Although some ‘furry’ customers (no I’m not referring to Karen) thought they could sit in on the class without paying!! ‘How rude!!’

 

How do you know how to position your 4wd going up or down a track? How do you ‘pick your line’? Will my 4wd slip into the rut? How do I get out? Is the pressure in my tyres for a track suitable? Do I need a spotter to assist me up or down the track? Where will the spotter stand so as to ensure their safety? Previous to this drive, back at camp an exercise of placing empty soft drink cans on the ground and having each driver use front or back tyres to squash them by strategically positioning their vehicles. Once on the drive out of all the gentleman driving the only 2 drivers who didn’t slip into the rutt were lady drivers. Go the girls!!!!!!
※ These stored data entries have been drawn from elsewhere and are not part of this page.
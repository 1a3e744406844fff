//! Achievement catalog and evaluation.

pub mod definitions;
pub mod evaluator;

use std::collections::HashSet;

use chrono::Weekday;
use serde::{Deserialize, Serialize};
use thiserror::Error;

pub use definitions::{builtin_catalog, load_catalog};
pub use evaluator::{AchievementEvaluator, Evaluation, UnlockMap};

/// Achievement identifier as it appears in the catalog file.
pub type AchievementId = u32;

/// Day names used by day-of-week requirements.
#[derive(Debug, Clone, Copy, PartialEq, Eq, Hash, Serialize, Deserialize)]
#[serde(rename_all = "lowercase")]
pub enum DayOfWeek {
    Monday,
    Tuesday,
    Wednesday,
    Thursday,
    Friday,
    Saturday,
    Sunday,
}

impl From<Weekday> for DayOfWeek {
    fn from(day: Weekday) -> Self {
        match day {
            Weekday::Mon => Self::Monday,
            Weekday::Tue => Self::Tuesday,
            Weekday::Wed => Self::Wednesday,
            Weekday::Thu => Self::Thursday,
            Weekday::Fri => Self::Friday,
            Weekday::Sat => Self::Saturday,
            Weekday::Sun => Self::Sunday,
        }
    }
}

/// What has to be true for an achievement to unlock.
#[derive(Debug, Clone, PartialEq, Eq, Serialize, Deserialize)]
#[serde(tag = "kind", rename_all = "camelCase", rename_all_fields = "camelCase")]
pub enum Requirement {
    /// Custom classes created >= threshold
    ClassCount { threshold: usize },
    /// Custom lessons created >= threshold
    LessonCount { threshold: usize },
    /// Total log records >= threshold
    LogCount { threshold: usize },
    /// Current level >= threshold
    LevelCount { threshold: u32 },
    /// Some log's local hour is strictly before / after the bound
    TimeOfDay {
        #[serde(default, skip_serializing_if = "Option::is_none")]
        before_hour: Option<u32>,
        #[serde(default, skip_serializing_if = "Option::is_none")]
        after_hour: Option<u32>,
    },
    /// Some log falls on one of the listed days
    DayOfWeek { days: Vec<DayOfWeek> },
}

impl Requirement {
    /// Whether a log at `hour` satisfies a time-of-day window.
    ///
    /// With both bounds and `after < before` the window is the span between
    /// them; otherwise either bound is enough (an overnight window).
    pub fn hour_matches(before_hour: Option<u32>, after_hour: Option<u32>, hour: u32) -> bool {
        match (before_hour, after_hour) {
            (Some(before), Some(after)) if after < before => hour > after && hour < before,
            (Some(before), Some(after)) => hour < before || hour > after,
            (Some(before), None) => hour < before,
            (None, Some(after)) => hour > after,
            (None, None) => false,
        }
    }
}

/// Repeat policy for achievements that can unlock more than once.
#[derive(Debug, Clone, Copy, Default, PartialEq, Eq, Serialize, Deserialize)]
pub struct Repeatable {
    /// Maximum unlock count; unlimited when absent
    #[serde(default, skip_serializing_if = "Option::is_none")]
    pub limit: Option<u32>,
}

impl Repeatable {
    /// Whether another unlock is allowed after `times` unlocks.
    pub fn allows(&self, times: u32) -> bool {
        self.limit.map_or(true, |limit| times < limit)
    }
}

/// Static achievement definition.
#[derive(Debug, Clone, PartialEq, Eq, Serialize, Deserialize)]
pub struct AchievementDefinition {
    pub id: AchievementId,
    pub title: String,
    pub description: String,
    /// XP awarded per unlock
    #[serde(rename = "xpValue", alias = "xp")]
    pub xp: u64,
    pub requirement: Requirement,
    #[serde(default, skip_serializing_if = "Option::is_none")]
    pub repeatable: Option<Repeatable>,
}

impl AchievementDefinition {
    pub fn new(id: AchievementId, title: &str, requirement: Requirement, xp: u64) -> Self {
        Self {
            id,
            title: title.to_string(),
            description: String::new(),
            xp,
            requirement,
            repeatable: None,
        }
    }

    /// Set the description.
    pub fn with_description(mut self, description: &str) -> Self {
        self.description = description.to_string();
        self
    }

    /// Make the achievement repeatable, optionally capped.
    pub fn repeatable(mut self, limit: Option<u32>) -> Self {
        self.repeatable = Some(Repeatable { limit });
        self
    }
}

/// Unlock count for one achievement.
#[derive(Debug, Clone, Copy, PartialEq, Eq, Serialize, Deserialize)]
#[serde(rename_all = "camelCase")]
pub struct AchievementUnlock {
    pub achievement_id: AchievementId,
    pub times_unlocked: u32,
}

/// Versioned, validated list of achievement definitions.
#[derive(Debug, Clone, PartialEq, Eq, Serialize, Deserialize)]
pub struct AchievementCatalog {
    pub version: u32,
    achievements: Vec<AchievementDefinition>,
}

impl AchievementCatalog {
    /// Build and validate a catalog.
    pub fn new(
        version: u32,
        achievements: Vec<AchievementDefinition>,
    ) -> Result<Self, CatalogError> {
        let catalog = Self {
            version,
            achievements,
        };
        catalog.validate()?;
        Ok(catalog)
    }

    /// Parse and validate a catalog from its JSON form.
    pub fn from_json(json: &str) -> Result<Self, CatalogError> {
        let catalog: Self = serde_json::from_str(json)?;
        catalog.validate()?;
        Ok(catalog)
    }

    fn validate(&self) -> Result<(), CatalogError> {
        let mut seen = HashSet::new();

        for achievement in &self.achievements {
            if !seen.insert(achievement.id) {
                return Err(CatalogError::DuplicateId(achievement.id));
            }

            if let Some(Repeatable { limit: Some(0) }) = achievement.repeatable {
                return Err(CatalogError::Invalid(
                    achievement.id,
                    "repeat limit must be at least 1".to_string(),
                ));
            }

            match &achievement.requirement {
                Requirement::TimeOfDay {
                    before_hour: None,
                    after_hour: None,
                } => {
                    return Err(CatalogError::Invalid(
                        achievement.id,
                        "time-of-day requirement needs a bound".to_string(),
                    ));
                }
                Requirement::TimeOfDay {
                    before_hour,
                    after_hour,
                } => {
                    if [*before_hour, *after_hour].into_iter().flatten().any(|h| h > 24) {
                        return Err(CatalogError::Invalid(
                            achievement.id,
                            "hour bounds must be within 0..=24".to_string(),
                        ));
                    }
                }
                Requirement::DayOfWeek { days } if days.is_empty() => {
                    return Err(CatalogError::Invalid(
                        achievement.id,
                        "day-of-week requirement needs at least one day".to_string(),
                    ));
                }
                _ => {}
            }
        }

        Ok(())
    }

    /// All definitions in catalog order.
    pub fn achievements(&self) -> &[AchievementDefinition] {
        &self.achievements
    }

    /// Find a definition by id.
    pub fn get(&self, id: AchievementId) -> Option<&AchievementDefinition> {
        self.achievements.iter().find(|a| a.id == id)
    }

    pub fn len(&self) -> usize {
        self.achievements.len()
    }

    pub fn is_empty(&self) -> bool {
        self.achievements.is_empty()
    }
}

/// Achievement catalog errors.
#[derive(Debug, Error)]
pub enum CatalogError {
    #[error("Failed to read catalog: {0}")]
    Io(#[from] std::io::Error),

    #[error("Failed to parse catalog: {0}")]
    Parse(#[from] serde_json::Error),

    #[error("Duplicate achievement id: {0}")]
    DuplicateId(AchievementId),

    #[error("Invalid achievement {0}: {1}")]
    Invalid(AchievementId, String),
}
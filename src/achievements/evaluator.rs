//! Evaluates the achievement catalog against aggregated data.
//!
//! The evaluator is stateless: the caller passes in the unlock counts from the
//! previous evaluation and receives fresh counts plus the XP gained since.
//! Time-of-day and day-of-week requirements scan the whole log history on every
//! call, so a repeatable achievement of that kind unlocks again on each
//! evaluation until it reaches its limit, even without new logs.

use std::collections::BTreeMap;

use chrono::FixedOffset;

use super::{
    AchievementCatalog, AchievementDefinition, AchievementId, AchievementUnlock, DayOfWeek,
    Requirement,
};
use crate::logs::LogRecord;
use crate::progression::Counts;

/// Unlock counts keyed by achievement id.
pub type UnlockMap = BTreeMap<AchievementId, u32>;

/// Result of one evaluation.
#[derive(Debug, Clone, Default, PartialEq, Eq)]
pub struct Evaluation {
    /// Achievements whose requirement currently holds, with unlock counts
    pub unlocks: UnlockMap,
    /// XP awarded by this evaluation relative to the previous unlocks
    pub xp_gained: u64,
}

impl Evaluation {
    /// How many times an achievement is unlocked (0 if locked).
    pub fn times_unlocked(&self, id: AchievementId) -> u32 {
        self.unlocks.get(&id).copied().unwrap_or(0)
    }

    /// Whether an achievement is unlocked.
    pub fn is_unlocked(&self, id: AchievementId) -> bool {
        self.unlocks.contains_key(&id)
    }

    /// Unlocks as a list ordered by achievement id.
    pub fn unlock_list(&self) -> Vec<AchievementUnlock> {
        self.unlocks
            .iter()
            .map(|(&achievement_id, &times_unlocked)| AchievementUnlock {
                achievement_id,
                times_unlocked,
            })
            .collect()
    }
}

/// Achievement evaluator bound to a catalog and a local UTC offset.
pub struct AchievementEvaluator<'a> {
    catalog: &'a AchievementCatalog,
    offset: FixedOffset,
}

impl<'a> AchievementEvaluator<'a> {
    pub fn new(catalog: &'a AchievementCatalog, offset: FixedOffset) -> Self {
        Self { catalog, offset }
    }

    pub fn catalog(&self) -> &AchievementCatalog {
        self.catalog
    }

    /// Evaluate every achievement in catalog order.
    pub fn evaluate(
        &self,
        counts: &Counts,
        logs: &[LogRecord],
        level: u32,
        previous: &UnlockMap,
    ) -> Evaluation {
        let mut evaluation = Evaluation::default();

        for achievement in self.catalog.achievements() {
            if !self.is_met(&achievement.requirement, counts, logs, level) {
                continue;
            }

            let prior = previous.get(&achievement.id).copied().unwrap_or(0);
            let (times, gained) = next_unlock_count(achievement, prior);

            if gained {
                evaluation.xp_gained = evaluation.xp_gained.saturating_add(achievement.xp);
                tracing::debug!(
                    achievement = achievement.id,
                    times,
                    "Achievement unlocked: {}",
                    achievement.title
                );
            }
            evaluation.unlocks.insert(achievement.id, times);
        }

        evaluation
    }

    /// Total XP represented by a set of unlocks.
    pub fn unlocked_xp(&self, unlocks: &UnlockMap) -> u64 {
        unlocks
            .iter()
            .filter_map(|(id, times)| {
                self.catalog
                    .get(*id)
                    .map(|a| a.xp.saturating_mul(u64::from(*times)))
            })
            .fold(0, u64::saturating_add)
    }

    /// Whether a single requirement currently holds.
    pub fn is_met(
        &self,
        requirement: &Requirement,
        counts: &Counts,
        logs: &[LogRecord],
        level: u32,
    ) -> bool {
        match requirement {
            Requirement::ClassCount { threshold } => counts.custom_class_count >= *threshold,
            Requirement::LessonCount { threshold } => counts.custom_lesson_count >= *threshold,
            Requirement::LogCount { threshold } => counts.total_logs >= *threshold,
            Requirement::LevelCount { threshold } => level >= *threshold,
            Requirement::TimeOfDay {
                before_hour,
                after_hour,
            } => logs.iter().any(|log| {
                self.hour_of(log)
                    .is_some_and(|hour| Requirement::hour_matches(*before_hour, *after_hour, hour))
            }),
            Requirement::DayOfWeek { days } => logs
                .iter()
                .any(|log| self.day_of(log).is_some_and(|day| days.contains(&day))),
        }
    }

    fn hour_of(&self, log: &LogRecord) -> Option<u32> {
        let raw = log.time.as_deref()?;
        let hour = log.local_hour(&self.offset);
        if hour.is_none() {
            tracing::debug!(log = %log.id, raw, "Ignoring log with malformed time");
        }
        hour
    }

    fn day_of(&self, log: &LogRecord) -> Option<DayOfWeek> {
        let raw = log.date.as_deref()?;
        let day = log.local_weekday(&self.offset).map(DayOfWeek::from);
        if day.is_none() {
            tracing::debug!(log = %log.id, raw, "Ignoring log with malformed date");
        }
        day
    }
}

/// Unlock count after a met requirement, and whether that awarded XP.
fn next_unlock_count(achievement: &AchievementDefinition, prior: u32) -> (u32, bool) {
    if prior == 0 {
        return (1, true);
    }

    match achievement.repeatable {
        Some(repeatable) => {
            let prior = repeatable.limit.map_or(prior, |limit| prior.min(limit));
            let next = if repeatable.allows(prior) {
                prior.saturating_add(1)
            } else {
                prior
            };
            (next, next > prior)
        }
        None => (1, false),
    }
}
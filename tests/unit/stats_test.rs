//! Unit tests for chart distributions and log rows.

use chrono::FixedOffset;
use classlog::catalog::{builtin_classes, merge_classes, StoredClass, StoredLesson};
use classlog::stats::{
    class_distribution, describe_log, lesson_distribution, time_distribution,
    weekday_distribution, CHART_COLORS,
};
use classlog::LogRecord;

fn utc() -> FixedOffset {
    FixedOffset::east_opt(0).unwrap()
}

fn history() -> Vec<LogRecord> {
    vec![
        LogRecord::new("gracie-combatives", "gc-01")
            .with_date("2024-05-04T07:40:00Z")
            .with_time("2024-05-04T07:40:00Z"),
        LogRecord::new("gracie-combatives", "gc-02")
            .with_date("2024-05-05T07:31:00Z")
            .with_time("2024-05-05T07:31:00Z"),
        LogRecord::new("deleted-class", "gone")
            .with_date("2024-05-06T19:05:00Z")
            .with_time("2024-05-06T19:05:00Z"),
        LogRecord::new("gracie-combatives", "gc-01")
            .with_date("garbage")
            .with_time("garbage"),
    ]
}

#[test]
fn test_class_distribution_with_unknown() {
    let catalog = merge_classes(&builtin_classes().unwrap(), &[]);
    let slices = class_distribution(&history(), &catalog);

    assert_eq!(slices.len(), 2);
    assert_eq!(slices[0].label, "Gracie Combatives");
    assert_eq!(slices[0].count, 3);
    assert_eq!(slices[0].color, CHART_COLORS[0]);
    assert_eq!(slices[1].label, "Unknown");
    assert_eq!(slices[1].color, CHART_COLORS[1]);
}

#[test]
fn test_lesson_distribution_includes_custom_lessons() {
    let custom = vec![StoredClass {
        id: "deleted-class".to_string(),
        name: "Judo".to_string(),
        lessons: vec![StoredLesson {
            id: "gone".to_string(),
            name: "Throws".to_string(),
        }],
    }];
    let catalog = merge_classes(&builtin_classes().unwrap(), &custom);
    let slices = lesson_distribution(&history(), &catalog);

    let counts: Vec<(&str, usize)> = slices.iter().map(|s| (s.label.as_str(), s.count)).collect();
    assert_eq!(counts.len(), 3);
    assert_eq!(counts[0].1, 2);
    assert_eq!(counts[2], ("Throws", 1));
}

#[test]
fn test_time_distribution_quarter_hours() {
    let slices = time_distribution(&history(), &utc());
    let labels: Vec<&str> = slices.iter().map(|s| s.label.as_str()).collect();

    assert_eq!(labels, vec!["7:30 AM", "7:00 PM"]);
    assert_eq!(slices[0].count, 2);
}

#[test]
fn test_weekday_distribution() {
    let slices = weekday_distribution(&history(), &utc());
    let labels: Vec<&str> = slices.iter().map(|s| s.label.as_str()).collect();
    assert_eq!(labels, vec!["Saturday", "Sunday", "Monday"]);
}

#[test]
fn test_describe_log_formats() {
    let catalog = merge_classes(&builtin_classes().unwrap(), &[]);
    let logs = history();

    let row = describe_log(&logs[0], &catalog, &utc());
    assert_eq!(row.class_name, "Gracie Combatives");
    assert_eq!(row.weekday, "Saturday");
    assert_eq!(row.date, "May 4, 2024");
    assert_eq!(row.time, "7:40 AM");

    let broken = describe_log(&logs[3], &catalog, &utc());
    assert_eq!(broken.date, "Invalid Date");
    assert_eq!(broken.weekday, "Invalid Date");
    assert_eq!(broken.time, "Invalid Time");

    let orphan = describe_log(&logs[2], &catalog, &utc());
    assert_eq!(orphan.class_name, "Unknown");
    assert_eq!(orphan.lesson_name, "Unknown");
}
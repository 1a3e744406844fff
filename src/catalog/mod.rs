//! Class and lesson catalog.
//!
//! Combines the fixed built-in catalog with user-created classes and lessons.

pub mod builtin;
pub mod merge;
pub mod types;

pub use builtin::{builtin_classes, is_builtin};
pub use merge::merge_classes;
pub use types::{
    ClassDefinition, LessonDefinition, MergedCatalog, StoredClass, StoredLesson, UNKNOWN_LABEL,
};
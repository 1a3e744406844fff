//! Shared state for commands: configuration, database and catalogs.

use anyhow::{Context as _, Result};
use chrono::FixedOffset;
use std::path::Path;

use classlog::achievements::{load_catalog, AchievementCatalog};
use classlog::catalog::{builtin_classes, StoredClass};
use classlog::storage::{load_config, AppConfig, ClassStore, Database, LogStore, UnlockStore};

pub struct Context {
    pub config: AppConfig,
    pub db: Database,
    pub builtin: Vec<StoredClass>,
    pub achievements: AchievementCatalog,
    pub offset: FixedOffset,
}

impl Context {
    pub fn open(config_path: Option<&Path>, db_path: Option<&Path>) -> Result<Self> {
        let config = load_config(config_path).context("Failed to load configuration")?;

        let db_path = db_path
            .map(Path::to_path_buf)
            .unwrap_or_else(|| config.database_path());
        let db = Database::open(&db_path)
            .with_context(|| format!("Failed to open database at {}", db_path.display()))?;

        let builtin = builtin_classes().context("Built-in class catalog is invalid")?;
        let achievements = load_catalog(config.progression.achievements_file.as_deref())
            .context("Failed to load achievement catalog")?;
        let offset = config.time.offset();

        tracing::debug!(
            db = %db_path.display(),
            achievements = achievements.len(),
            offset = %offset,
            "Opened ClassLog data"
        );

        Ok(Self {
            config,
            db,
            builtin,
            achievements,
            offset,
        })
    }

    pub fn logs(&self) -> LogStore<'_> {
        LogStore::new(&self.db)
    }

    pub fn classes(&self) -> ClassStore<'_> {
        ClassStore::new(&self.db, self.builtin.clone())
    }

    pub fn unlocks(&self) -> UnlockStore<'_> {
        UnlockStore::new(&self.db)
    }
}
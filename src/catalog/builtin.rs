//! Built-in class catalog shipped with the application.

use super::types::StoredClass;

const BUILTIN_CLASSES: &str = include_str!("../../data/classes.json");

/// Load the built-in classes embedded at compile time.
pub fn builtin_classes() -> Result<Vec<StoredClass>, serde_json::Error> {
    serde_json::from_str(BUILTIN_CLASSES)
}

/// Whether `class_id` belongs to the built-in catalog.
pub fn is_builtin(builtin: &[StoredClass], class_id: &str) -> bool {
    builtin.iter().any(|c| c.id == class_id)
}
//! Scoring policy: penalty sizes and latency thresholds.
//!
//! # Example
//!
//! ```
//! use wc_03_score::ScoringPolicy;
//!
//! let policy = ScoringPolicy::default().with_latency_thresholds(250.0, 600.0);
//! assert!(policy.validate().is_ok());
//! ```

use serde::{Deserialize, Serialize};
use thiserror::Error;

/// Rejected policy parameters.
#[derive(Debug, Clone, PartialEq, Error)]
pub enum PolicyError {
    #[error("latency thresholds must satisfy 0 <= moderate ({moderate}) < high ({high})")]
    InvalidThresholds { moderate: f64, high: f64 },

    #[error("penalty `{name}` is {value}, must be at most 100")]
    PenaltyOutOfRange { name: &'static str, value: u8 },
}

/// Penalties subtracted from a perfect score of 100.
#[derive(Debug, Clone, PartialEq, Serialize, Deserialize)]
#[serde(default)]
pub struct ScoringPolicy {
    pub insecure_transport_penalty: u8,
    /// Average latency (ms) above which the high penalty applies.
    pub high_latency_ms: f64,
    pub high_latency_penalty: u8,
    /// Average latency (ms) above which the moderate penalty applies.
    pub moderate_latency_ms: f64,
    pub moderate_latency_penalty: u8,
    pub proxy_headers_penalty: u8,
    pub address_mismatch_penalty: u8,
}

impl Default for ScoringPolicy {
    fn default() -> Self {
        Self {
            insecure_transport_penalty: 40,
            high_latency_ms: 800.0,
            high_latency_penalty: 20,
            moderate_latency_ms: 300.0,
            moderate_latency_penalty: 10,
            proxy_headers_penalty: 15,
            address_mismatch_penalty: 10,
        }
    }
}

impl ScoringPolicy {
    pub fn validate(&self) -> Result<(), PolicyError> {
        if !(self.moderate_latency_ms >= 0.0 && self.moderate_latency_ms < self.high_latency_ms) {
            return Err(PolicyError::InvalidThresholds {
                moderate: self.moderate_latency_ms,
                high: self.high_latency_ms,
            });
        }

        for (name, value) in [
            ("insecure_transport", self.insecure_transport_penalty),
            ("high_latency", self.high_latency_penalty),
            ("moderate_latency", self.moderate_latency_penalty),
            ("proxy_headers", self.proxy_headers_penalty),
            ("address_mismatch", self.address_mismatch_penalty),
        ] {
            if value > 100 {
                return Err(PolicyError::PenaltyOutOfRange { name, value });
            }
        }

        Ok(())
    }

    /// Builder-style method to set both latency thresholds.
    pub fn with_latency_thresholds(mut self, moderate_ms: f64, high_ms: f64) -> Self {
        self.moderate_latency_ms = moderate_ms;
        self.high_latency_ms = high_ms;
        self
    }

    /// Builder-style method to set the proxy header penalty.
    pub fn with_proxy_headers_penalty(mut self, penalty: u8) -> Self {
        self.proxy_headers_penalty = penalty;
        self
    }
}
//! # Adapters
//!
//! - `stun_codec`: RFC 5389 Binding Request/Response encoding
//! - `stun_connector`: `PeerConnector` over a tokio UDP socket

pub mod stun_codec;
pub mod stun_connector;

pub use stun_codec::{BindingResponse, StunError, TransactionId};
pub use stun_connector::{StunPeerConnector, StunPeerSession};
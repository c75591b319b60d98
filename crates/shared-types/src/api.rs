//! # Probe API Payloads
//!
//! Request and response bodies of the probe API endpoints.
//!
//! | Endpoint | Request | Response |
//! |---|---|---|
//! | `GET /api/check-headers` | - | [`HeaderEchoResponse`] |
//! | `GET /api/latency` | `?i=` | [`LatencyResponse`] |
//! | `POST /api/connection-speed/upload` | bytes | [`UploadResponse`] |
//! | `GET /api/geo-ip` | `?ip=` | [`GeoLookupResponse`] |
//! | `POST /api/score` | [`ScoreRequest`] | [`ScoreResult`](crate::ScoreResult) |
//! | `POST /api/stun-log` | any JSON | [`DiscoveryLogResponse`] |

use crate::entities::{GeoInfo, HeaderSet};
use crate::lenient;
use serde::{Deserialize, Serialize};

/// Route paths, shared by the router and the clients.
pub mod paths {
    pub const HEALTH: &str = "/health";
    pub const CHECK_HEADERS: &str = "/api/check-headers";
    pub const LATENCY: &str = "/api/latency";
    pub const DOWNLOAD: &str = "/api/connection-speed/download";
    pub const UPLOAD: &str = "/api/connection-speed/upload";
    pub const GEO_IP: &str = "/api/geo-ip";
    pub const SCORE: &str = "/api/score";
    pub const STUN_LOG: &str = "/api/stun-log";
}

// =============================================================================
// PROBES
// =============================================================================

/// Header echo: the request headers as the server saw them.
#[derive(Debug, Clone, PartialEq, Eq, Serialize, Deserialize)]
pub struct HeaderEchoResponse {
    pub ok: bool,
    pub headers: HeaderSet,
}

/// Latency probe: server wall clock in unix milliseconds.
#[derive(Debug, Clone, Copy, PartialEq, Eq, Serialize, Deserialize)]
#[serde(rename_all = "camelCase")]
pub struct LatencyResponse {
    pub server_time: i64,
}

/// Upload probe: how many body bytes arrived.
#[derive(Debug, Clone, Copy, PartialEq, Eq, Serialize, Deserialize)]
#[serde(rename_all = "camelCase")]
pub struct UploadResponse {
    pub received_bytes: u64,
}

/// Address lookup success body.
#[derive(Debug, Clone, PartialEq, Eq, Serialize, Deserialize)]
pub struct GeoLookupResponse {
    pub ok: bool,
    #[serde(flatten)]
    pub geo: GeoInfo,
}

/// Discovery log acknowledgement, echoing whatever was posted.
#[derive(Debug, Clone, PartialEq, Serialize, Deserialize)]
pub struct DiscoveryLogResponse {
    pub ok: bool,
    pub received: serde_json::Value,
}

/// Liveness body of `/health`.
#[derive(Debug, Clone, PartialEq, Serialize, Deserialize)]
#[serde(rename_all = "camelCase")]
pub struct HealthResponse {
    pub status: String,
    pub version: String,
    pub uptime_secs: u64,
    pub requests_total: u64,
    pub errors_total: u64,
    pub bytes_sent: u64,
    pub bytes_received: u64,
    /// Mean handler time over every recorded request
    pub avg_latency_ms: f64,
}

// =============================================================================
// SCORING
// =============================================================================

/// Signals submitted for scoring.
///
/// Every field tolerates missing or oddly typed values; see [`lenient`].
#[derive(Debug, Clone, Default, PartialEq, Serialize, Deserialize)]
#[serde(rename_all = "camelCase", default)]
pub struct ScoreRequest {
    #[serde(deserialize_with = "lenient::truthy")]
    pub https_secure: bool,
    #[serde(
        deserialize_with = "lenient::non_empty_string",
        skip_serializing_if = "Option::is_none"
    )]
    pub public_ip: Option<String>,
    #[serde(
        deserialize_with = "lenient::samples",
        skip_serializing_if = "Option::is_none"
    )]
    pub latency_samples: Option<Vec<f64>>,
    #[serde(deserialize_with = "lenient::header_map")]
    pub proxy_headers: HeaderSet,
    #[serde(deserialize_with = "lenient::header_map")]
    pub raw_headers: HeaderSet,
}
Should I get out and survey as much of the track as possible before ascending? That hill looks a little steep what if I get stuck? I now can’t see whats behind me? What do I do? How do I restart the 4wd without rolling backwards? What gear selection do I use? You are the driver! You know your car is capable and so are you!! Having the trainers either outside the 4wd or inside assisting with further instructions can and does make the world of difference.

 

Let the car do the work for you!!

Should I get out and survey as much of the track as possible before descending?

 

Before leaving all checks need to be done to ensure a safe drive home. Survey your vehicle. Do you have the correct PSI in your tyres before leaving camp? Is your compressor easily accessible? Do you need to have your compressor attached the car battery to operate or not? Do you need to have the car running or not to operate the compressor?

 

A wealth of knowledge was learnt this weekend to ensure that each of the drivers on the course will take home with them how to protect and guard against their safety when out on trips. They will be aware how to recover themselves if they get stuck, how to secure their car on a sloped terrain if a flat tyre needs to be changed, what PSI they need to drive on tracks on all different types of terrain, how to recover themselves if stuck on a hill and to reverse down that said hill, the correct gear to be in when driving whether they need four wheel drive high or low, whether to lock in hubs or not (if you have them), how to identify potential hazards to the driver and their surroundings, how to perfect ‘line of sight’, engaging the use of the snatch straps or possibly a winch. More importantly when any of us are in a situation on a trip where we need help, we help each other out!